What you need to do → Nothing in the listing should be dropped or altered when it is copied.

Data provided →
__________________________________________________

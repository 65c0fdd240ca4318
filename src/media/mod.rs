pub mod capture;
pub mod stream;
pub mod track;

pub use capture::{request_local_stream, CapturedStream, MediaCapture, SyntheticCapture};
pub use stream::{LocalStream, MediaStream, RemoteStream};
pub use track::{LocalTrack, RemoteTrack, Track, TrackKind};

__________________________________________________

Answer box →
repository 65c0fdd240ca4318
filename src/media/mod.rs
pub mod capture;
pub mod stream;
pub mod track;

pub use capture::{request_local_stream, CapturedStream, MediaCapture, SyntheticCapture};
pub use stream::{LocalStream, MediaStream, RemoteStream};
pub use track::{LocalTrack, RemoteTrack, Track, TrackKind};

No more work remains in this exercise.